Fantastic Ormond Street hospital. Photograph: Peter Macdiarmid/Getty Images
A girl whose brain was accidentally injected with glue during treatment at Fantastic Ormond Street hospital is to obtain a multimillion-pound damages payout.
Despite getting a uncommon healthcare issue that involved arteries and veins receiving tangled, which could outcome in a bleed, ten-yr-old Maisha Najeeb was outwardly healthy ahead of she went into hospital in June 2010.
On other occasions she had obtained effective embolisation treatment, which entails injecting glue to block off bleeding blood vessels, and an injection of a harmless dye to check the movement of blood about the brain and head.
But on this occasion, mentioned the solicitor Edwina Rawson, of Discipline Fisher Waterhouse, there was no system in location for distinguishing amongst the syringes containing the glue and people containing the dye, and they got mixed up.

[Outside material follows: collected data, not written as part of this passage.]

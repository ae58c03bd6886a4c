//! Key sequences driven through the public `handle` entry point.

use proptest::prelude::*;
use tally::token::parse_sequence;
use tally::{handle, run, CalcError, Calculator, Operator, Token, ERROR_TEXT};

fn display_after(keys: &str) -> String {
    run(parse_sequence(keys).unwrap()).display().to_string()
}

#[test]
fn result_chains_into_next_operation() {
    let mut state = Calculator::new();
    let mut shown = Vec::new();
    for token in parse_sequence("5 + 3 = + 2 =").unwrap() {
        let (next, display) = handle(token, state);
        shown.push(display);
        state = next;
    }
    assert_eq!(shown[3], "8.0");
    assert_eq!(shown.last().map(String::as_str), Some("10.0"));
    assert_eq!(state.evaluator().first_operand, 10.0);
}

#[test]
fn negate_round_trip() {
    assert_eq!(display_after("4 2 Neg"), "-42.0");
    assert_eq!(display_after("4 2 Neg Neg"), "42.0");
}

#[test]
fn negated_operand_feeds_arithmetic() {
    assert_eq!(display_after("6 Neg * 7 ="), "-42.0");
}

#[test]
fn delete_trims_and_tolerates_empty() {
    assert_eq!(display_after("1 2 3 Del"), "12");

    let (calc, display) = handle(Token::Delete, Calculator::new());
    assert_eq!(display, "");
    assert!(calc.fault().is_none());
    assert_eq!(calc.notice(), Some(&CalcError::EmptyDeleteUnderflow));
}

#[test]
fn clear_always_empties() {
    for keys in ["", "1 2", "1 . 5 Neg", "9 / 0 =", "+", "3 * 3 ="] {
        let calc = run(parse_sequence(keys).unwrap());
        let (_, display) = handle(Token::Clear, calc);
        assert_eq!(display, "", "after {keys:?}");
    }
}

#[test]
fn digits_after_result_extend_it() {
    assert_eq!(display_after("2 * 4 = 5"), "8.05");
}

#[test]
fn division_results_follow_ieee_754() {
    assert_eq!(display_after("7 / 0 ="), "Infinity");
    assert_eq!(display_after("7 Neg / 0 ="), "-Infinity");
    assert_eq!(display_after("0 / 0 ="), "NaN");
    // Infinity is a number and can be chained.
    assert_eq!(display_after("1 / 0 = - 1 ="), "Infinity");
}

#[test]
fn malformed_numbers_lock_the_display() {
    assert_eq!(display_after("* 2 ="), ERROR_TEXT);
    assert_eq!(display_after("Neg"), ERROR_TEXT);
    assert_eq!(display_after(". + 1 ="), ERROR_TEXT);
    assert_eq!(display_after("1 . . 2 + 4 5 6"), ERROR_TEXT);
    assert_eq!(display_after("* Clr 4"), "4");
}

#[test]
fn equals_alone_changes_nothing() {
    assert_eq!(display_after("="), "");
    assert_eq!(display_after("1 2 ="), "12");
}

fn operator() -> impl Strategy<Value = Operator> {
    prop::sample::select(Operator::ALL.to_vec())
}

proptest! {
    #[test]
    fn equals_applies_the_pending_operator(a in 0u32..100_000, b in 0u32..100_000, op in operator()) {
        let mut keys: Vec<Token> = a.to_string().chars().filter_map(Token::from_char).collect();
        keys.push(Token::Operator(op));
        keys.extend(b.to_string().chars().filter_map(Token::from_char));
        keys.push(Token::Equals);
        let calc = run(keys);

        let expected = op.apply(f64::from(a), f64::from(b));
        let shown: f64 = calc.display().parse().unwrap();
        if expected.is_nan() {
            prop_assert!(shown.is_nan());
            prop_assert!(calc.evaluator().result.is_nan());
        } else {
            prop_assert_eq!(shown, expected);
            prop_assert_eq!(calc.evaluator().result, expected);
        }
    }

    #[test]
    fn typed_digits_show_verbatim(digits in "[0-9]{1,15}") {
        let keys: Vec<Token> = digits.chars().filter_map(Token::from_char).collect();
        let calc = run(keys);
        prop_assert_eq!(calc.display(), digits.as_str());
    }
}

This resulted in glue currently being wrongly injected into the artery to Maisha’s brain, creating catastrophic and permanent brain harm.
On Monday a judge at the substantial court authorized a settlement against Great Ormond Street Hospital for Young children NHS trust of a £2.8m lump sum, plus £383,000 a year until finally Maisha is 19, rising to £423,000 per year for as long as she lives, which some professionals assume to be to the age of 64.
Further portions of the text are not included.